◆ Collected data:
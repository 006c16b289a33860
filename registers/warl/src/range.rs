// Licensed under the Apache-2.0 license

//! Legal-value representations.
//!
//! A field's legal values are either a list of [`RangeSegment`]s, each
//! governing the bits selected by its mask, or a single [`BitmaskSpec`].
//! Values stored in a segment are already shifted into field position, so
//! membership is tested against `value & mask`.

use crate::resolve;
use crate::segmented::{legalize_segments, ResolutionMode};
use thiserror::Error;

/// Raised when a resolution is requested over a range with no entries.
#[derive(Error, Debug, Clone, Copy, PartialEq, Eq)]
#[error("empty WARL range")]
pub struct EmptyRangeError;

/// A single legal value or an inclusive interval of legal values.
#[derive(Clone, Copy, Debug, PartialEq, Eq)]
pub enum RangeEntry {
    Value(u64),
    Interval(u64, u64),
}

impl RangeEntry {
    pub fn lower(&self) -> u64 {
        match *self {
            RangeEntry::Value(v) => v,
            RangeEntry::Interval(lo, _) => lo,
        }
    }

    pub fn upper(&self) -> u64 {
        match *self {
            RangeEntry::Value(v) => v,
            RangeEntry::Interval(_, hi) => hi,
        }
    }

    pub fn contains(&self, value: u64) -> bool {
        self.lower() <= value && value <= self.upper()
    }
}

/// True iff `value` equals some `Value` entry or falls inside some
/// `Interval` entry (bounds inclusive).
pub fn contains(value: u64, entries: &[RangeEntry]) -> bool {
    entries.iter().any(|e| e.contains(value))
}

/// Builds the inclusive gaps left by `entries` inside `0..=domain_mask`.
///
/// Gaps are stepped by the lowest set bit of `domain_mask`, so every bound
/// produced stays aligned to the slice the mask describes.
pub fn complement(entries: &[RangeEntry], domain_mask: u64) -> Vec<RangeEntry> {
    if domain_mask == 0 {
        return Vec::new();
    }
    let step = domain_mask & domain_mask.wrapping_neg();

    let mut covered: Vec<(u64, u64)> = entries
        .iter()
        .map(|e| (e.lower(), e.upper().min(domain_mask)))
        .filter(|(lo, hi)| lo <= hi)
        .collect();
    covered.sort_unstable();
    covered.dedup();

    let mut gaps = Vec::new();
    // Smallest value not yet covered or emitted; None once the top is reached.
    let mut next = Some(0u64);
    for (lo, hi) in covered {
        let Some(start) = next else {
            break;
        };
        if lo > start {
            gaps.push(RangeEntry::Interval(
                start,
                lo.saturating_sub(step).max(start),
            ));
        }
        if hi >= start {
            next = hi.checked_add(step).filter(|n| *n <= domain_mask);
        }
    }
    if let Some(start) = next {
        gaps.push(RangeEntry::Interval(start, domain_mask));
    }
    gaps
}

/// One prioritised slice of a legal set.
///
/// `values` is fixed at construction and guaranteed non-empty, which makes
/// every resolution over a segment total.
#[derive(Clone, Debug, PartialEq, Eq)]
pub struct RangeSegment {
    /// Bit positions governed by this segment.
    pub mask: u64,
    /// Step applied when the search has to move past the written bits.
    pub delta: u64,
    values: Vec<RangeEntry>,
    min: u64,
    max: u64,
}

impl RangeSegment {
    pub fn new(mask: u64, delta: u64, values: Vec<RangeEntry>) -> Result<Self, EmptyRangeError> {
        let min = resolve::min(&values)?;
        let max = resolve::max(&values)?;
        Ok(Self {
            mask,
            delta,
            values,
            min,
            max,
        })
    }

    pub fn values(&self) -> &[RangeEntry] {
        &self.values
    }

    pub fn min(&self) -> u64 {
        self.min
    }

    pub fn max(&self) -> u64 {
        self.max
    }

    pub fn contains(&self, value: u64) -> bool {
        contains(value & self.mask, &self.values)
    }

    pub fn next_up(&self, value: u64) -> u64 {
        resolve::next_up(value, &self.values).unwrap_or(self.max)
    }

    pub fn next_down(&self, value: u64) -> u64 {
        resolve::next_down(value, &self.values).unwrap_or(self.min)
    }
}

/// True iff every segment accepts the bits of `value` under its mask.
pub fn segments_contain(value: u64, segments: &[RangeSegment]) -> bool {
    segments.iter().all(|s| s.contains(value))
}

/// Union of the masks of `segments`.
pub fn covered_mask(segments: &[RangeSegment]) -> u64 {
    segments.iter().fold(0, |acc, s| acc | s.mask)
}

/// Pass-through bits plus forced defaults.
#[derive(Clone, Copy, Debug, PartialEq, Eq)]
pub struct BitmaskSpec {
    /// Bits copied from the written value.
    pub mask: u64,
    /// Values forced into every bit outside `mask`.
    pub default: u64,
}

impl BitmaskSpec {
    pub fn apply(&self, value: u64) -> u64 {
        (value & self.mask) | (self.default & !self.mask)
    }

    pub fn contains(&self, value: u64) -> bool {
        self.apply(value) == value
    }
}

/// The declared legal values of one legality clause.
#[derive(Clone, Debug, PartialEq, Eq)]
pub enum LegalSet {
    /// Ordered most-significant mask first.
    Segments(Vec<RangeSegment>),
    Bitmask(BitmaskSpec),
}

impl LegalSet {
    /// Builds a segment list in resolution order.
    pub fn from_segments(mut segments: Vec<RangeSegment>) -> Self {
        segments.sort_by(|a, b| b.mask.cmp(&a.mask));
        LegalSet::Segments(segments)
    }

    pub fn contains(&self, value: u64) -> bool {
        match self {
            LegalSet::Segments(segments) => segments_contain(value, segments),
            LegalSet::Bitmask(bitmask) => bitmask.contains(value),
        }
    }

    /// Resolves `written` into this set. Bitmask sets ignore `mode`.
    pub fn legalize(&self, current: u64, written: u64, mode: ResolutionMode, width: u32) -> u64 {
        match self {
            LegalSet::Segments(segments) => {
                legalize_segments(current, written, segments, mode, 0, width)
            }
            LegalSet::Bitmask(bitmask) => bitmask.apply(written),
        }
    }
}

◆ The task:
Start with the first line of the data and print every line exactly. The line containing "governing the bits" is the last one to include.

◆ Reply:
repository 006c16b289a33860
filename registers/warl/src/range.rs
// Licensed under the Apache-2.0 license

//! Legal-value representations.
//!
//! A field's legal values are either a list of [`RangeSegment`]s, each
//! governing the bits selected by its mask, or a single [`BitmaskSpec`].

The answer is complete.